Task to carry out
Return the data that follows exactly. Include every line.

Excerpted data
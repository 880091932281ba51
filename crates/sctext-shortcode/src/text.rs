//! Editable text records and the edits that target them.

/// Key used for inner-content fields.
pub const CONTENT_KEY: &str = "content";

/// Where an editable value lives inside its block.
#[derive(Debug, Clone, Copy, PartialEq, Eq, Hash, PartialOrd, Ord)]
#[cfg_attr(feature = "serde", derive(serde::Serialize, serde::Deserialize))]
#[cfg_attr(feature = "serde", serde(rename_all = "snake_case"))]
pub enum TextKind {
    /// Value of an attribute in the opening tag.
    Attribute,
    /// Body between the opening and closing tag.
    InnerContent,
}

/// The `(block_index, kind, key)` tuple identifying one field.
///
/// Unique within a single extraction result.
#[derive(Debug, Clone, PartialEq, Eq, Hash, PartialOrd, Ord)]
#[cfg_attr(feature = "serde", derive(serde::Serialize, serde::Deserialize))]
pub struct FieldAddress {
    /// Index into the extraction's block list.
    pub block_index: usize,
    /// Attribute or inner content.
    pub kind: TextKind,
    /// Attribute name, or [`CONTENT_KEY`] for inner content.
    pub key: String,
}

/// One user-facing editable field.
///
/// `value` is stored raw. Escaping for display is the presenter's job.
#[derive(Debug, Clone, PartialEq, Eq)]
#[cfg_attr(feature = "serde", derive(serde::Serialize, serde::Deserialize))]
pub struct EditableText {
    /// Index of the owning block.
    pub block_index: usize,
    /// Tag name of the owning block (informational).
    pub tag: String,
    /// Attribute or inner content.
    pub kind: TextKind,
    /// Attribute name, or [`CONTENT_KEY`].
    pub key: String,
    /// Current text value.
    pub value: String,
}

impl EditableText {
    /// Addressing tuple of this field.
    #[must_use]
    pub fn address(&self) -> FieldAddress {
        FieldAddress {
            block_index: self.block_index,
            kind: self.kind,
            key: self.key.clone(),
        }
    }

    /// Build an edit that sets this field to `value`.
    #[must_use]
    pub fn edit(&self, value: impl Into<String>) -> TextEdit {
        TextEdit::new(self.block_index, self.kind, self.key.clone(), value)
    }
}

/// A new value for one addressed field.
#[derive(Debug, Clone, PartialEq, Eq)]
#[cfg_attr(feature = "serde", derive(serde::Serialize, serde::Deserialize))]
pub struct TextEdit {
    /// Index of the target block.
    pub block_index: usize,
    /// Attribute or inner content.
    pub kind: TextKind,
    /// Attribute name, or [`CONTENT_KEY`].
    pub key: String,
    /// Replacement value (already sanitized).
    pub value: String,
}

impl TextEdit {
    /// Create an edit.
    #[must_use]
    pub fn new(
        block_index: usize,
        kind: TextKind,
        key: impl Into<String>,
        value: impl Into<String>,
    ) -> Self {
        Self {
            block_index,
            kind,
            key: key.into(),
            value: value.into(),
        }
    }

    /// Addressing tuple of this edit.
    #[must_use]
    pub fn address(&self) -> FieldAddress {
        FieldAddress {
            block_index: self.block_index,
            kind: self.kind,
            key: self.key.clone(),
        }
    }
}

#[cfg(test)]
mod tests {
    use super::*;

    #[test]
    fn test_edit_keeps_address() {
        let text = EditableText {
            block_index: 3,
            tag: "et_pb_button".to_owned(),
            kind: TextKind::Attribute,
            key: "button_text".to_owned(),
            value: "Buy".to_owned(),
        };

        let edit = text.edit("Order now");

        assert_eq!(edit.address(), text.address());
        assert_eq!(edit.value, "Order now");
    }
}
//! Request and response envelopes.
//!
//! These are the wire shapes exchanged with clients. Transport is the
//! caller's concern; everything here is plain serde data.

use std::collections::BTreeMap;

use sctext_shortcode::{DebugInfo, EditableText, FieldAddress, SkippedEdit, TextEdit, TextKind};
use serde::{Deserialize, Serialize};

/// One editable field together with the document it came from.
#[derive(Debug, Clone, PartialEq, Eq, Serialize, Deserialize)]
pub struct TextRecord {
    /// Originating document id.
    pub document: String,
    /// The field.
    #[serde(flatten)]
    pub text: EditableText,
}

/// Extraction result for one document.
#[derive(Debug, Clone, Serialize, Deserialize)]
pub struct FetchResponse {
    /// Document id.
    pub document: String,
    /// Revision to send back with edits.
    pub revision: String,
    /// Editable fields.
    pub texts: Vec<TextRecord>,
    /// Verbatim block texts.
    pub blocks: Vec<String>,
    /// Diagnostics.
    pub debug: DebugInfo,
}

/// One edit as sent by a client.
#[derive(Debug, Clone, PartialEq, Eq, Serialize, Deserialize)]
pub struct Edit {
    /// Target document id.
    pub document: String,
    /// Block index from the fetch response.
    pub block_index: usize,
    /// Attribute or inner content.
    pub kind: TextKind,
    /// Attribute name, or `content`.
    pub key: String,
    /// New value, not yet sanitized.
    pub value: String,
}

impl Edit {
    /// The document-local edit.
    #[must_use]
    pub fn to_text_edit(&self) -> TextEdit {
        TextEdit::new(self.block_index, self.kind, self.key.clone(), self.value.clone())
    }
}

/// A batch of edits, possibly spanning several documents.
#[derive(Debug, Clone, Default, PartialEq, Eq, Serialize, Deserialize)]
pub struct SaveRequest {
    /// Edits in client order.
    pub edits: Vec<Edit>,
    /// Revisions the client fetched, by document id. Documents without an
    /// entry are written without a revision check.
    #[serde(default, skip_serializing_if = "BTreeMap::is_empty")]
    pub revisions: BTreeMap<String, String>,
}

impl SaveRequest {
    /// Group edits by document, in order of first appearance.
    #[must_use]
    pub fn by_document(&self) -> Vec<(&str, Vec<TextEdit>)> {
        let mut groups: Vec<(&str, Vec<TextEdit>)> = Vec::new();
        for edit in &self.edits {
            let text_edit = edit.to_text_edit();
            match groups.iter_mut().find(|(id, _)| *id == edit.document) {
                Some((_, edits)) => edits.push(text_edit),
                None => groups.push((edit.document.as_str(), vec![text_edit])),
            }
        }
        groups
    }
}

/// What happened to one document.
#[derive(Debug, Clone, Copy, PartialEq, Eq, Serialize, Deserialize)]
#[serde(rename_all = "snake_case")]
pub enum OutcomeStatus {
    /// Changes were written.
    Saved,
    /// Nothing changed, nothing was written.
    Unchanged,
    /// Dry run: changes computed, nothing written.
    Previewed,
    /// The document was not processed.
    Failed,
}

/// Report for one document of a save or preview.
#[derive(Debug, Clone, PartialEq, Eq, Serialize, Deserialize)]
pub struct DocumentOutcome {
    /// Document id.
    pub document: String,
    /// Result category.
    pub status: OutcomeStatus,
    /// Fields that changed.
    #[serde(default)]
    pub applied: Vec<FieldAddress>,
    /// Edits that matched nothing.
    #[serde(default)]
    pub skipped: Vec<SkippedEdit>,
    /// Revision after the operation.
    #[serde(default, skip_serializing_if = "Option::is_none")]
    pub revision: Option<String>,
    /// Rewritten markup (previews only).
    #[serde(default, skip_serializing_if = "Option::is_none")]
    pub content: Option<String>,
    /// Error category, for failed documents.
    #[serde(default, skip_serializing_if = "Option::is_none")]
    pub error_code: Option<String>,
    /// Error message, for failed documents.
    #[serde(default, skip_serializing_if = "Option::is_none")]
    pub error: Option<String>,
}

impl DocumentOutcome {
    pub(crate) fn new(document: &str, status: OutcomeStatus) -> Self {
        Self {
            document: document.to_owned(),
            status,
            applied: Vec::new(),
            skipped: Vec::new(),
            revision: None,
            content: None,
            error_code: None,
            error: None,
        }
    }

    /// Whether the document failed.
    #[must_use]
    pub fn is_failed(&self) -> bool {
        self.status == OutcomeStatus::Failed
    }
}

Answer to the exercise
repository 880091932281ba51
filename crates/sctext-shortcode/src/text.rs
//! Editable text records and the edits that target them.

/// Key used for inner-content fields.
pub const CONTENT_KEY: &str = "content";

/// Where an editable value lives inside its block.
#[derive(Debug, Clone, Copy, PartialEq, Eq, Hash, PartialOrd, Ord)]
#[cfg_attr(feature = "serde", derive(serde::Serialize, serde::Deserialize))]
#[cfg_attr(feature = "serde", serde(rename_all = "snake_case"))]
pub enum TextKind {
    /// Value of an attribute in the opening tag.
    Attribute,
    /// Body between the opening and closing tag.
    InnerContent,
}

/// The `(block_index, kind, key)` tuple identifying one field.
///
/// Unique within a single extraction result.
#[derive(Debug, Clone, PartialEq, Eq, Hash, PartialOrd, Ord)]
#[cfg_attr(feature = "serde", derive(serde::Serialize, serde::Deserialize))]
pub struct FieldAddress {
    /// Index into the extraction's block list.
    pub block_index: usize,
    /// Attribute or inner content.
    pub kind: TextKind,
    /// Attribute name, or [`CONTENT_KEY`] for inner content.
    pub key: String,
}

/// One user-facing editable field.
///
/// `value` is stored raw. Escaping for display is the presenter's job.
#[derive(Debug, Clone, PartialEq, Eq)]
#[cfg_attr(feature = "serde", derive(serde::Serialize, serde::Deserialize))]
pub struct EditableText {
    /// Index of the owning block.
    pub block_index: usize,
    /// Tag name of the owning block (informational).
    pub tag: String,
    /// Attribute or inner content.
    pub kind: TextKind,
    /// Attribute name, or [`CONTENT_KEY`].
    pub key: String,
    /// Current text value.
    pub value: String,
}

impl EditableText {
    /// Addressing tuple of this field.
    #[must_use]
    pub fn address(&self) -> FieldAddress {
        FieldAddress {
            block_index: self.block_index,
            kind: self.kind,
            key: self.key.clone(),
        }
    }

    /// Build an edit that sets this field to `value`.
    #[must_use]
    pub fn edit(&self, value: impl Into<String>) -> TextEdit {
        TextEdit::new(self.block_index, self.kind, self.key.clone(), value)
    }
}

/// A new value for one addressed field.
#[derive(Debug, Clone, PartialEq, Eq)]
#[cfg_attr(feature = "serde", derive(serde::Serialize, serde::Deserialize))]
pub struct TextEdit {
    /// Index of the target block.
    pub block_index: usize,
    /// Attribute or inner content.
    pub kind: TextKind,
    /// Attribute name, or [`CONTENT_KEY`].
    pub key: String,
    /// Replacement value (already sanitized).
    pub value: String,
}

impl TextEdit {
    /// Create an edit.
    #[must_use]
    pub fn new(
        block_index: usize,
        kind: TextKind,
        key: impl Into<String>,
        value: impl Into<String>,
    ) -> Self {
        Self {
            block_index,
            kind,
            key: key.into(),
            value: value.into(),
        }
    }

    /// Addressing tuple of this edit.
    #[must_use]
    pub fn address(&self) -> FieldAddress {
        FieldAddress {
            block_index: self.block_index,
            kind: self.kind,
            key: self.key.clone(),
        }
    }
}

#[cfg(test)]
mod tests {
    use super::*;

    #[test]
    fn test_edit_keeps_address() {
        let text = EditableText {
            block_index: 3,
            tag: "et_pb_button".to_owned(),
            kind: TextKind::Attribute,
            key: "button_text".to_owned(),
            value: "Buy".to_owned(),
        };

        let edit = text.edit("Order now");

        assert_eq!(edit.address(), text.address());
        assert_eq!(edit.value, "Order now");
    }
}
//! Request and response envelopes.
//!
//! These are the wire shapes exchanged with clients. Transport is the
//! caller's concern; everything here is plain serde data.

use std::collections::BTreeMap;

use sctext_shortcode::{DebugInfo, EditableText, FieldAddress, SkippedEdit, TextEdit, TextKind};
use serde::{Deserialize, Serialize};

/// One editable field together with the document it came from.
#[derive(Debug, Clone, PartialEq, Eq, Serialize, Deserialize)]
pub struct TextRecord {
    /// Originating document id.
    pub document: String,
    /// The field.
    #[serde(flatten)]
    pub text: EditableText,
}

/// Extraction result for one document.
#[derive(Debug, Clone, Serialize, Deserialize)]
pub struct FetchResponse {
    /// Document id.
    pub document: String,
    /// Revision to send back with edits.
    pub revision: String,
    /// Editable fields.
    pub texts: Vec<TextRecord>,
    /// Verbatim block texts.
    pub blocks: Vec<String>,
    /// Diagnostics.
    pub debug: DebugInfo,
}

/// One edit as sent by a client.
#[derive(Debug, Clone, PartialEq, Eq, Serialize, Deserialize)]
pub struct Edit {
    /// Target document id.
    pub document: String,
    /// Block index from the fetch response.
    pub block_index: usize,
    /// Attribute or inner content.
    pub kind: TextKind,
    /// Attribute name, or `content`.
    pub key: String,
    /// New value, not yet sanitized.
    pub value: String,
}

impl Edit {
    /// The document-local edit.
    #[must_use]
    pub fn to_text_edit(&self) -> TextEdit {
        TextEdit::new(self.block_index, self.kind, self.key.clone(), self.value.clone())
    }
}

/// A batch of edits, possibly spanning several documents.
#[derive(Debug, Clone, Default, PartialEq, Eq, Serialize, Deserialize)]
pub struct SaveRequest {
    /// Edits in client order.
    pub edits: Vec<Edit>,
    /// Revisions the client fetched, by document id. Documents without an
    /// entry are written without a revision check.
    #[serde(default, skip_serializing_if = "BTreeMap::is_empty")]
    pub revisions: BTreeMap<String, String>,
}

impl SaveRequest {
    /// Group edits by document, in order of first appearance.
    #[must_use]
    pub fn by_document(&self) -> Vec<(&str, Vec<TextEdit>)> {
        let mut groups: Vec<(&str, Vec<TextEdit>)> = Vec::new();
        for edit in &self.edits {
            let text_edit = edit.to_text_edit();
            match groups.iter_mut().find(|(id, _)| *id == edit.document) {
                Some((_, edits)) => edits.push(text_edit),
                None => groups.push((edit.document.as_str(), vec![text_edit])),
            }
        }
        groups
    }
}

/// What happened to one document.
#[derive(Debug, Clone, Copy, PartialEq, Eq, Serialize, Deserialize)]
#[serde(rename_all = "snake_case")]
pub enum OutcomeStatus {
    /// Changes were written.
    Saved,
    /// Nothing changed, nothing was written.
    Unchanged,
    /// Dry run: changes computed, nothing written.
    Previewed,
    /// The document was not processed.
    Failed,
}

/// Report for one document of a save or preview.
#[derive(Debug, Clone, PartialEq, Eq, Serialize, Deserialize)]
pub struct DocumentOutcome {
    /// Document id.
    pub document: String,
    /// Result category.
    pub status: OutcomeStatus,
    /// Fields that changed.
    #[serde(default)]
    pub applied: Vec<FieldAddress>,
    /// Edits that matched nothing.
    #[serde(default)]
    pub skipped: Vec<SkippedEdit>,
    /// Revision after the operation.
    #[serde(default, skip_serializing_if = "Option::is_none")]
    pub revision: Option<String>,
    /// Rewritten markup (previews only).
    #[serde(default, skip_serializing_if = "Option::is_none")]
    pub content: Option<String>,
    /// Error category, for failed documents.
    #[serde(default, skip_serializing_if = "Option::is_none")]
    pub error_code: Option<String>,
    /// Error message, for failed documents.
    #[serde(default, skip_serializing_if = "Option::is_none")]
    pub error: Option<String>,
}

impl DocumentOutcome {
    pub(crate) fn new(document: &str, status: OutcomeStatus) -> Self {
        Self {
            document: document.to_owned(),
            status,
            applied: Vec::new(),
            skipped: Vec::new(),
            revision: None,
            content: None,
            error_code: None,
            error: None,
        }
    }

    /// Whether the document failed.
    #[must_use]
    pub fn is_failed(&self) -> bool {
        self.status == OutcomeStatus::Failed
    }
}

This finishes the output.